Summary Background It is important to know what drives and arrests melanocytic growth in vivo but observations linking oncogenic mutations to growth rates of melanocytic neoplasms in vivo are sparse. Objectives To clarify the relationship between BRAF V 600E mutations and p16 expression and the growth rate of melanocytic neoplasms in vivo . Methods We measured the growth rate of 54 melanocytic lesions (26 melanomas, 28 naevi) in vivo with digital dermatoscopy and correlated it with BRAF V 600E and p16 expression, and with dermatoscopic and histological patterns. Results Melanomas grew faster than naevi (mean 2·7 vs. 0·8 mm 2 /year; P < 0·001) and the growth rate was faster in lesions with more nests (> 25% nests: 2·0 mm 2 /year vs. < 25% nests: 1·0 mm 2 /year; P = 0·036). Melanomas with the BRAF V 600E mutation grew significantly faster than melanomas without the mutation (mean 3·36 vs. 1·60 mm 2 /year, P = 0·018). This effect of the BRAF V 600E mutation on the growth rate was not observed in melanocytic naevi (mean 1·01 vs. 0·47 mm 2 /year, P = 0·274).
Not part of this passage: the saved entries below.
#[cfg(test)]
mod tests {
    use super::*;
    use crate::creator::{ColumnSpec, SegmentCreator};
    use crate::directory::OpenMode;
    use colseg_buffer::BufferManager;
    use colseg_codec::{DataType, Value};
    use tempfile::TempDir;

    use IndexKind::{Dictionary, Forward, Inverted, NullValueVector};

    const COUNTRIES: [&str; 4] = ["us", "fr", "de", "us"];

    fn create(root: &std::path::Path, version: FormatVersion) {
        SegmentCreator::new("events", version)
            .creation_time(1)
            .column(ColumnSpec::single(
                "country",
                DataType::String,
                COUNTRIES.iter().map(|&c| Value::from(c)).collect(),
            ))
            .column(
                ColumnSpec::single(
                    "score",
                    DataType::Int,
                    vec![1.into(), i32::MIN.into(), 3.into(), 4.into()],
                )
                .raw(),
            )
            .create(root)
            .unwrap();
    }

    fn open(root: &std::path::Path) -> SegmentDirectory {
        SegmentDirectory::open(root, OpenMode::ReadWrite, BufferManager::default()).unwrap()
    }

    fn loader() -> IndexLoader {
        IndexLoader::new(LoaderConfig::new().build_threads(2)).unwrap()
    }

    fn staging_dirs(root: &std::path::Path) -> usize {
        fs::read_dir(root)
            .unwrap()
            .filter(|e| {
                e.as_ref()
                    .unwrap()
                    .file_name()
                    .to_string_lossy()
                    .starts_with("staging-")
            })
            .count()
    }

    struct FailingBuilder;

    impl IndexBuilder for FailingBuilder {
        fn build(&self, source: &ColumnIndexContainer, kind: IndexKind) -> CoreResult<Vec<u8>> {
            Err(CoreError::index_build(source.name(), kind, "injected failure", false))
        }
    }

    #[test]
    fn adds_inverted_index() {
        let root = TempDir::new().unwrap();
        create(root.path(), FormatVersion::V3);
        let dir = open(root.path());
        let before = dir.reader();

        let config = IndexingConfig::new().column("country", [Dictionary, Forward, Inverted]);
        let report = loader().reconcile(&dir, &config, &CancellationToken::new()).unwrap();
        assert!(report.published);
        assert_eq!(report.added, vec![("country".to_string(), Inverted)]);
        assert_eq!(report.generation, "gen-000001");

        let after = dir.reader();
        let us = after
            .column("country")
            .unwrap()
            .doc_ids(&Value::from("us"))
            .unwrap()
            .unwrap();
        assert_eq!(us.iter().collect::<Vec<_>>(), vec![0, 3]);
        after.verify_checksum().unwrap();

        // The earlier snapshot still sees the old index set.
        assert!(!before.metadata().column("country").unwrap().has_index(Inverted));
        assert_eq!(before.column("country").unwrap().value(1), Some(Value::from("fr")));
    }

    #[test]
    fn matching_config_publishes_nothing() {
        let root = TempDir::new().unwrap();
        create(root.path(), FormatVersion::V3);
        let dir = open(root.path());
        let config = IndexingConfig::from_metadata(dir.reader().metadata());
        let report = loader().reconcile(&dir, &config, &CancellationToken::new()).unwrap();
        assert!(!report.published);
        assert_eq!(report.generation, "gen-000000");
    }

    #[test]
    fn null_vector_on_raw_column() {
        let root = TempDir::new().unwrap();
        create(root.path(), FormatVersion::V2);
        let dir = open(root.path());
        let config = IndexingConfig::new().column("score", [Forward, NullValueVector]);
        loader().reconcile(&dir, &config, &CancellationToken::new()).unwrap();

        let score = dir.reader().column("score").unwrap();
        assert_eq!(score.null_docs().unwrap().iter().collect::<Vec<_>>(), vec![1]);
    }

    #[test]
    fn converts_legacy_segment_by_default() {
        let root = TempDir::new().unwrap();
        create(root.path(), FormatVersion::V1);
        let dir = open(root.path());
        let loader =
            IndexLoader::new(LoaderConfig::new().default_target_version(Some(FormatVersion::V3))).unwrap();

        let config = IndexingConfig::new().column("country", [Dictionary, Forward, Inverted]);
        let report = loader.reconcile(&dir, &config, &CancellationToken::new()).unwrap();
        assert_eq!(report.version, FormatVersion::V3);
        assert_eq!(report.converted_from, Some(FormatVersion::V1));

        let reader = dir.reader();
        let country = reader.column("country").unwrap();
        for (doc, expected) in COUNTRIES.iter().enumerate() {
            assert_eq!(country.value(doc as u32), Some(Value::from(*expected)));
        }
        assert!(country.doc_ids(&Value::from("de")).unwrap().is_some());
        assert_eq!(reader.column("score").unwrap().value(3), Some(Value::Int(4)));
    }

    #[test]
    fn failed_build_leaves_segment_unchanged() {
        let root = TempDir::new().unwrap();
        create(root.path(), FormatVersion::V3);
        let dir = open(root.path());
        let loader = IndexLoader::with_builder(LoaderConfig::new(), Arc::new(FailingBuilder)).unwrap();

        let config = IndexingConfig::new().column("country", [Dictionary, Forward, Inverted]);
        let err = loader.reconcile(&dir, &config, &CancellationToken::new()).unwrap_err();
        assert!(matches!(
            err,
            CoreError::IndexBuild { ref column, kind: Inverted, partial_writes: false, .. } if column == "country"
        ));
        assert_eq!(dir.reader().generation(), "gen-000000");
        assert!(!dir.reader().metadata().column("country").unwrap().has_index(Inverted));
        assert_eq!(staging_dirs(root.path()), 0);
    }

    #[test]
    fn cancelled_run_publishes_nothing() {
        let root = TempDir::new().unwrap();
        create(root.path(), FormatVersion::V3);
        let dir = open(root.path());
        let cancel = CancellationToken::new();
        cancel.cancel();

        let config = IndexingConfig::new().column("country", [Dictionary, Forward, Inverted]);
        let err = loader().reconcile(&dir, &config, &cancel).unwrap_err();
        assert!(matches!(err, CoreError::Cancelled));
        assert_eq!(dir.reader().generation(), "gen-000000");
        assert_eq!(staging_dirs(root.path()), 0);
    }

    #[test]
    fn dictionary_cannot_be_built() {
        let root = TempDir::new().unwrap();
        create(root.path(), FormatVersion::V3);
        let dir = open(root.path());
        let config = IndexingConfig::new().column("score", [Dictionary, Forward]);
        let err = loader().reconcile(&dir, &config, &CancellationToken::new()).unwrap_err();
        assert!(matches!(err, CoreError::IndexBuild { kind: Dictionary, .. }));
    }

    #[test]
    fn remove_then_compact() {
        let root = TempDir::new().unwrap();
        create(root.path(), FormatVersion::V3);
        let dir = open(root.path());
        let loader = loader();

        let config = IndexingConfig::new().column("country", [Dictionary, Forward, Inverted]);
        loader.reconcile(&dir, &config, &CancellationToken::new()).unwrap();

        let report = loader.remove_index(&dir, "country", Inverted).unwrap();
        assert_eq!(report.removed, vec![("country".to_string(), Inverted)]);
        let reader = dir.reader();
        assert!(reader.column("country").unwrap().doc_ids(&Value::from("us")).unwrap().is_none());

        let compaction = loader.compact(&dir).unwrap();
        assert!(compaction.published);
        assert!(compaction.bytes_after < compaction.bytes_before);
        assert_eq!(dir.reader().column("country").unwrap().value(0), Some(Value::from("us")));
        dir.reader().verify_checksum().unwrap();

        assert!(!loader.compact(&dir).unwrap().published);
    }

    #[test]
    fn removing_absent_index_refused() {
        let root = TempDir::new().unwrap();
        create(root.path(), FormatVersion::V3);
        let dir = open(root.path());
        let err = loader().remove_index(&dir, "country", Inverted).unwrap_err();
        assert!(matches!(err, CoreError::IndexRemovalUnsupported { .. }));
        let err = loader().remove_index(&dir, "missing", Inverted).unwrap_err();
        assert!(matches!(err, CoreError::IndexRemovalUnsupported { .. }));
    }

    #[test]
    fn legacy_removal_refused() {
        let root = TempDir::new().unwrap();
        SegmentCreator::new("s", FormatVersion::V2)
            .column(
                ColumnSpec::single("a", DataType::Int, vec![1.into(), 2.into()]).with_index(Inverted),
            )
            .create(root.path())
            .unwrap();
        let dir = open(root.path());
        let err = loader().remove_index(&dir, "a", Inverted).unwrap_err();
        assert!(matches!(err, CoreError::IndexRemovalUnsupported { .. }));
        assert!(dir.reader().metadata().column("a").unwrap().has_index(Inverted));
    }

    #[test]
    fn explicit_conversion() {
        let root = TempDir::new().unwrap();
        create(root.path(), FormatVersion::V2);
        let dir = open(root.path());
        let report = loader().convert(&dir, FormatVersion::V3).unwrap();
        assert!(report.published);
        assert!(report.added.is_empty());
        assert!(root.path().join("gen-000001").join(DATA_FILE).exists());

        let err = loader().convert(&dir, FormatVersion::V2).unwrap_err();
        assert!(matches!(err, CoreError::InvalidOperation { .. }));
    }
}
Histopathologically, extensive nesting, larger nests and larger cell sizes were more common in melanocytic neoplasms with the BRAF V 600E mutation than in those without the mutation. Melanomas expressing p16 had a slower growth rate than melanomas without p16 expression (2·27 vs. 4·34 mm 2 /year, P = 0·047). This effect was not observed in naevi (0·81 vs. 0·68 mm 2 /year, P = 0·836). Conclusions The expression of BRAF V 600E and the loss of p16 accelerate the growth rate of early melanomas in vivo but not in melanocytic naevi. In comparison to melanocytic proliferations that lack the mutation, the epidermal melanocytes in lesions that harbour BRAF V 600E mutations are larger and more frequently arranged in large nests.